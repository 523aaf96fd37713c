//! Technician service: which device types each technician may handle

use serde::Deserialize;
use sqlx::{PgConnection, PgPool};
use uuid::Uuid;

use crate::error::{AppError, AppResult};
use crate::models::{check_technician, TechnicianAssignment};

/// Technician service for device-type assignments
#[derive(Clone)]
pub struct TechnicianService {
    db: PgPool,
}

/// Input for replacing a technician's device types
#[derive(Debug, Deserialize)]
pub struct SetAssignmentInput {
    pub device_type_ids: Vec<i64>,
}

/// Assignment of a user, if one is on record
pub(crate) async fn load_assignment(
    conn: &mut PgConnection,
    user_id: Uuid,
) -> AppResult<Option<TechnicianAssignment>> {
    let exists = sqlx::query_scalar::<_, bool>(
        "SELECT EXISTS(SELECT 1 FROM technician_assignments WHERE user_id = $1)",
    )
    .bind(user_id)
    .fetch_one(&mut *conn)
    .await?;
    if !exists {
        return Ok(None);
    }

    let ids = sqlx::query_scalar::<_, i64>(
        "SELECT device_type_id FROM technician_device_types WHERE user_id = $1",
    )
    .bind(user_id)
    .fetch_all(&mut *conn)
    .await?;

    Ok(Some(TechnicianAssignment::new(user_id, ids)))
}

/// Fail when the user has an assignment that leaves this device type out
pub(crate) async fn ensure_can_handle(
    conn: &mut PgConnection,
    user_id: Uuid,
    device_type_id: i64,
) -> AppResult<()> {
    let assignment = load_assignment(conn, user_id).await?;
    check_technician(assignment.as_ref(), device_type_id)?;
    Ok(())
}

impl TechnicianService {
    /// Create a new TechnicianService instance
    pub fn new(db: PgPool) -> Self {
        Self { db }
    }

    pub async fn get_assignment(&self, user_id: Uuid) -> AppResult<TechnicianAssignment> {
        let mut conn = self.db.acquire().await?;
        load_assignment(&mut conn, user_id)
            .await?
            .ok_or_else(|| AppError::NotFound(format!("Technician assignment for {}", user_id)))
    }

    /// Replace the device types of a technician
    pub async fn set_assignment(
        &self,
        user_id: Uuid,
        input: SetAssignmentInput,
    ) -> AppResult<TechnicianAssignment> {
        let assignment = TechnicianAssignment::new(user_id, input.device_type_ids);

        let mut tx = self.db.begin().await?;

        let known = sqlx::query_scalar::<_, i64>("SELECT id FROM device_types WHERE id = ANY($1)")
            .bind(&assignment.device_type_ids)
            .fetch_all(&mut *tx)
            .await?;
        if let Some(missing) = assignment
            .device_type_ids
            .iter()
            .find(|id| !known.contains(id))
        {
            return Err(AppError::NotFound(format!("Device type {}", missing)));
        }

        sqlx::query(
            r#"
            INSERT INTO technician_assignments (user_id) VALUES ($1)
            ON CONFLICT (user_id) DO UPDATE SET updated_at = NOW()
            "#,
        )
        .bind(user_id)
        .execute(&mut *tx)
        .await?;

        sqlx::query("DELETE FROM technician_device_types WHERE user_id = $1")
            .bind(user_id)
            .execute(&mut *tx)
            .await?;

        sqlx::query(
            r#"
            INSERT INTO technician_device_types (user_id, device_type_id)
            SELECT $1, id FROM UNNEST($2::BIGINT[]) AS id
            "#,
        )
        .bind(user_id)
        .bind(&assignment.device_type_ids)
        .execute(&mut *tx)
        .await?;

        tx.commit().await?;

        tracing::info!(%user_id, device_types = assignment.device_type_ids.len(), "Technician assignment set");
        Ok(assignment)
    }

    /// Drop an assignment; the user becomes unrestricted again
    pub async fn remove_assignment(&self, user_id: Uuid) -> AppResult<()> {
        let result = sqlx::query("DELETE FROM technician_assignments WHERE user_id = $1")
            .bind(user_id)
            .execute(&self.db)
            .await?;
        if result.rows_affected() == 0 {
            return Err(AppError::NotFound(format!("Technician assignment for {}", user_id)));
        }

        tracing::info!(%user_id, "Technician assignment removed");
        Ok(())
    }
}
* * *
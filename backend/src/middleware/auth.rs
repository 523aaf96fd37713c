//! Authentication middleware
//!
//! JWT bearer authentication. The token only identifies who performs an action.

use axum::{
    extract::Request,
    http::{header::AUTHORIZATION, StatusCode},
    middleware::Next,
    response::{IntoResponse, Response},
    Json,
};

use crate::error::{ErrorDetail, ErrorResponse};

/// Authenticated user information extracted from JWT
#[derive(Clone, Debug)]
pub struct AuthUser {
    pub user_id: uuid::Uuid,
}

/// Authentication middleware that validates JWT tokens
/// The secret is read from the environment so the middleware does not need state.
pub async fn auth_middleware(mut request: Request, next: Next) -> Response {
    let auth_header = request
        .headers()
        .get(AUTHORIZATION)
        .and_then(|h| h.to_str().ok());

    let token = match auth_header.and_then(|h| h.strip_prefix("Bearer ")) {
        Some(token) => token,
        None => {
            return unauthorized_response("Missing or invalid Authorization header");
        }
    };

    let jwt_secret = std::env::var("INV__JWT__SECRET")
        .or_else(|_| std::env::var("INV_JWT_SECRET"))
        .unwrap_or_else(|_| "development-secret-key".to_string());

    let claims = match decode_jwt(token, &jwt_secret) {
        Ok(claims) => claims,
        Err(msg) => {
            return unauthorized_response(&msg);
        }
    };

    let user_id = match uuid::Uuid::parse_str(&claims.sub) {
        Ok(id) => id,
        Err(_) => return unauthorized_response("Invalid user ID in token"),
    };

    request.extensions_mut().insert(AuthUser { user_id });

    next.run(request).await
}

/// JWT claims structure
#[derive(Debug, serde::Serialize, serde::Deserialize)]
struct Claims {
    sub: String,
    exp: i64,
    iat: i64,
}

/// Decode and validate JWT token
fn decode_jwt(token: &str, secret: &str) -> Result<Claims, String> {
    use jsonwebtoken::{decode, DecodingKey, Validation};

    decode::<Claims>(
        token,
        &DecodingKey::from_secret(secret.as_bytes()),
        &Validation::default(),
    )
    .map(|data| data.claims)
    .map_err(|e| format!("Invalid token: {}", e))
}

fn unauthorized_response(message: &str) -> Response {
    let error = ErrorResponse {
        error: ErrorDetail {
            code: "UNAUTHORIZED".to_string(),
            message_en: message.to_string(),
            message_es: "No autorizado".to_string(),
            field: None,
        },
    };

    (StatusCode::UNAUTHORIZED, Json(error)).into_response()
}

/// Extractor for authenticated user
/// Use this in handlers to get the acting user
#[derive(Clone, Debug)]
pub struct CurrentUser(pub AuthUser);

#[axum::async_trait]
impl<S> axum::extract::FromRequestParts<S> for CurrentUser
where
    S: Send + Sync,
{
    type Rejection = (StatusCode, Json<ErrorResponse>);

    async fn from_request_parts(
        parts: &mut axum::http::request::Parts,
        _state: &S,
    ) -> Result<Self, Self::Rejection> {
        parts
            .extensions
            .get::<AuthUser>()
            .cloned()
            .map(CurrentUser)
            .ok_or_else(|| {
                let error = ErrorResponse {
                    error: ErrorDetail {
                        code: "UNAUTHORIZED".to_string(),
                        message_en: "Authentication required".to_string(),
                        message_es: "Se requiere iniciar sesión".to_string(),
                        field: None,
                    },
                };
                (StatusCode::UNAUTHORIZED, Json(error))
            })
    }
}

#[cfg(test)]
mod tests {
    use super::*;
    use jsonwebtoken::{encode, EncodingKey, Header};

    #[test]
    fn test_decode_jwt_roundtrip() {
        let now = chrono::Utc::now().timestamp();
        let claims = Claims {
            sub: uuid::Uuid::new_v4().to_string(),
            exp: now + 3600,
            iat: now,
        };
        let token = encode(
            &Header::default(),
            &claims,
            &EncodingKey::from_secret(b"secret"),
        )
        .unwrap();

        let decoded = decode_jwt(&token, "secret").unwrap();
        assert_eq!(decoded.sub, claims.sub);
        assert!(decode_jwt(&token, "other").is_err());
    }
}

▸ What to produce: Lines above that contain the string "jsonwebtoken" make up the answer.

▸ Solution to the exercise:
    use jsonwebtoken::{decode, DecodingKey, Validation};
    use jsonwebtoken::{encode, EncodingKey, Header};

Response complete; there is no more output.